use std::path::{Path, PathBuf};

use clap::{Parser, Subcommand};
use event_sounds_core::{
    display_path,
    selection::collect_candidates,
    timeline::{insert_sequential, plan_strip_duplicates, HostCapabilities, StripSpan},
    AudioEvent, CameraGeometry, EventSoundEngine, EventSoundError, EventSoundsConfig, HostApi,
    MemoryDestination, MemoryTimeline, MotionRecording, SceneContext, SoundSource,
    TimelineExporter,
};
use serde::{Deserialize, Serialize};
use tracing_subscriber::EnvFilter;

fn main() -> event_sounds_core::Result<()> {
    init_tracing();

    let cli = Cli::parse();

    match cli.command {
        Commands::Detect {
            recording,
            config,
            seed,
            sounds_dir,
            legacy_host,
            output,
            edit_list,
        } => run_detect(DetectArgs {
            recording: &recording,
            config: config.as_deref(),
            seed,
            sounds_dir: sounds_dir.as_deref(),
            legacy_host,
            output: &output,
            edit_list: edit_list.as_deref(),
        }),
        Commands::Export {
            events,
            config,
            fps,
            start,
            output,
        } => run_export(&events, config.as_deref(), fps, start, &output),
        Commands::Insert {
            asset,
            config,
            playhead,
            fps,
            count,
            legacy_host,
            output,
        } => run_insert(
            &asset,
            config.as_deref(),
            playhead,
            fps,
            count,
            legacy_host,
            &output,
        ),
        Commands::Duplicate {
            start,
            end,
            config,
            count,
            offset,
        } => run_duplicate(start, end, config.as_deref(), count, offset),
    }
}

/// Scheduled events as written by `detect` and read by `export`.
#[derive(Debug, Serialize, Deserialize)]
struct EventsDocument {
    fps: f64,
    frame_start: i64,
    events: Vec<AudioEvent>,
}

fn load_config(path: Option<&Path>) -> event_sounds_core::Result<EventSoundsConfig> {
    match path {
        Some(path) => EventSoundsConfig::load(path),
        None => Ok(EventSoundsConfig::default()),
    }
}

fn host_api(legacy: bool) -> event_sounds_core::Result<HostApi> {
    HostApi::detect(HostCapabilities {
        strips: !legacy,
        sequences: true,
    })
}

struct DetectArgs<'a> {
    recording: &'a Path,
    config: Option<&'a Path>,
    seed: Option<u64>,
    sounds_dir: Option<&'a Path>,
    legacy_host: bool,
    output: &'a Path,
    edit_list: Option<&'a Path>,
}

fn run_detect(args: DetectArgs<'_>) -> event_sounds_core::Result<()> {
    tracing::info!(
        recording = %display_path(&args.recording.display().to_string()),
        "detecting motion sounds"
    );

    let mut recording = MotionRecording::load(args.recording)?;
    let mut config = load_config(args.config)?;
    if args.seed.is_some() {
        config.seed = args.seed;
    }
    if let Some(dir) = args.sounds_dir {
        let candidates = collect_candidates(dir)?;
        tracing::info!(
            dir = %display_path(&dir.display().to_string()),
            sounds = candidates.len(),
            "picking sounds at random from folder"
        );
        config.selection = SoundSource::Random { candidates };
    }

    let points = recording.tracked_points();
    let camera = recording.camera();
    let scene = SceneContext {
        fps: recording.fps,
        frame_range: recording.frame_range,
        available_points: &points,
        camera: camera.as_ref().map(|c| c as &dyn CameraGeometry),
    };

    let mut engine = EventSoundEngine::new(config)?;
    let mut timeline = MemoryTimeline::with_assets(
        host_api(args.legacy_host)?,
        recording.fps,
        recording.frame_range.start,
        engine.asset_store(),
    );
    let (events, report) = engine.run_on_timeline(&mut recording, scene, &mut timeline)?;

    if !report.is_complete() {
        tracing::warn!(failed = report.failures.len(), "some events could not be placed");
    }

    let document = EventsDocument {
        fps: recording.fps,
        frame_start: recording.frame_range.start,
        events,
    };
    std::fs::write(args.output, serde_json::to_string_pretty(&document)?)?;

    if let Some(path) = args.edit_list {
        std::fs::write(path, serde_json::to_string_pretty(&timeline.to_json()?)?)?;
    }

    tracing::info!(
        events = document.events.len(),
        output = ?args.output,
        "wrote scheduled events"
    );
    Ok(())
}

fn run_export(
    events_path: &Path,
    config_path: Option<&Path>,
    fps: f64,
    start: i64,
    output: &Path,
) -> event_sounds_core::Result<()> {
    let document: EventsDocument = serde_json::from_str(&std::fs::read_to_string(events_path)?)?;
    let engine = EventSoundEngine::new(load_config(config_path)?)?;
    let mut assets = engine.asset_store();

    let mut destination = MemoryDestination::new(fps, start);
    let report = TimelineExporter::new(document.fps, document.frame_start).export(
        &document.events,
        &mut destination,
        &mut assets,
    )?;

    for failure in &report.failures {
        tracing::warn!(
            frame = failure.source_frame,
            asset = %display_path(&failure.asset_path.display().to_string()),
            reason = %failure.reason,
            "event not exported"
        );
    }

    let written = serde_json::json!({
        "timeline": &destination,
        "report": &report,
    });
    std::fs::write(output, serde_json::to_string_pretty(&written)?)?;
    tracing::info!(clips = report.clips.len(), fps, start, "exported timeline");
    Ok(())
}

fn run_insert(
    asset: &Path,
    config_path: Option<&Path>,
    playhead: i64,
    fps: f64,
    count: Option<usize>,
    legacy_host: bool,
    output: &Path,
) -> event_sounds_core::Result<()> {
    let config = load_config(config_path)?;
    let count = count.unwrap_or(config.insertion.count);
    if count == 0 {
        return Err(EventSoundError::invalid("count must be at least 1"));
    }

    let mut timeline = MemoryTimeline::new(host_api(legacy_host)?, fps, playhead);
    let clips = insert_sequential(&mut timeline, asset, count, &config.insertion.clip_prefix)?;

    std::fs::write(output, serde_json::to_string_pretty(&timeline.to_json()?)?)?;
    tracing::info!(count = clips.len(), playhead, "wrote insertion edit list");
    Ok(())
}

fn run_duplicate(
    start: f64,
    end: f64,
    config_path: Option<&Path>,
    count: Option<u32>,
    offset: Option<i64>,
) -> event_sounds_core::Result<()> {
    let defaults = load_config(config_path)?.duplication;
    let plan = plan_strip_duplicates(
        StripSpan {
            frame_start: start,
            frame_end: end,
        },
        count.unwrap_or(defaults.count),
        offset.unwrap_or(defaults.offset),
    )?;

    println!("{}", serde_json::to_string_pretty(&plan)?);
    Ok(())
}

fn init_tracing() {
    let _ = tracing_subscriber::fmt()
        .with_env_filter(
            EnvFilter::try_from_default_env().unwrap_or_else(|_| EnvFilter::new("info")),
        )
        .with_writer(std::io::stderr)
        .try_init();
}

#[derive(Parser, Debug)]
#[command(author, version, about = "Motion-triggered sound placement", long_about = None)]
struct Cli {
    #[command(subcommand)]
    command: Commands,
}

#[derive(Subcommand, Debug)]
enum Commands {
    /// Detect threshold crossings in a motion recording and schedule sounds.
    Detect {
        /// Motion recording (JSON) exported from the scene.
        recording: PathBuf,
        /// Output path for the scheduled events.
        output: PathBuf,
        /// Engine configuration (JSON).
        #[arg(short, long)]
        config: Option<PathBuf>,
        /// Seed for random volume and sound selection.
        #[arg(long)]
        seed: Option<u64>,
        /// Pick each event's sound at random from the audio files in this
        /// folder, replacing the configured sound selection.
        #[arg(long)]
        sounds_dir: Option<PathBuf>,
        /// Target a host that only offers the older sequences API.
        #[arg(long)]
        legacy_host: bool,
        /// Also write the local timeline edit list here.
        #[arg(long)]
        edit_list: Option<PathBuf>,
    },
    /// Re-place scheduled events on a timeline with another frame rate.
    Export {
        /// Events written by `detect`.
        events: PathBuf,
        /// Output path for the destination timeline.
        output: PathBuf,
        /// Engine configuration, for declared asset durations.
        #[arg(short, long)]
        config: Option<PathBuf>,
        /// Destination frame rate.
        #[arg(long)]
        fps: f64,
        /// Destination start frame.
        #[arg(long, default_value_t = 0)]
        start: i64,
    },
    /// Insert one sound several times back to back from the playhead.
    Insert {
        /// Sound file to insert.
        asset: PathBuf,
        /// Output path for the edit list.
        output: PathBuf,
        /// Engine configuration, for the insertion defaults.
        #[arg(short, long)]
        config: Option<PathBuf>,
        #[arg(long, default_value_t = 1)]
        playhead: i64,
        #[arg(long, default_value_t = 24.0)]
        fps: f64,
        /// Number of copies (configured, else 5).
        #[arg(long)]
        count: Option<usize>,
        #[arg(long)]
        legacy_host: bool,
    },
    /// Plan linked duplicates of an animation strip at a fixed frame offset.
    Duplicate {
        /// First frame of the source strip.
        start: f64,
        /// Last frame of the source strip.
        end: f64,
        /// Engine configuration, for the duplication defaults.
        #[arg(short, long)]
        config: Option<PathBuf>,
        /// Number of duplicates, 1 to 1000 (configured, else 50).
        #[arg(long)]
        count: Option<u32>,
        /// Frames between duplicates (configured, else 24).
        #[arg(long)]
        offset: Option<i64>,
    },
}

####

Figure out how many lines of the material include the string "exported", and reply with only that figure.

> COMPLETED TASK:
3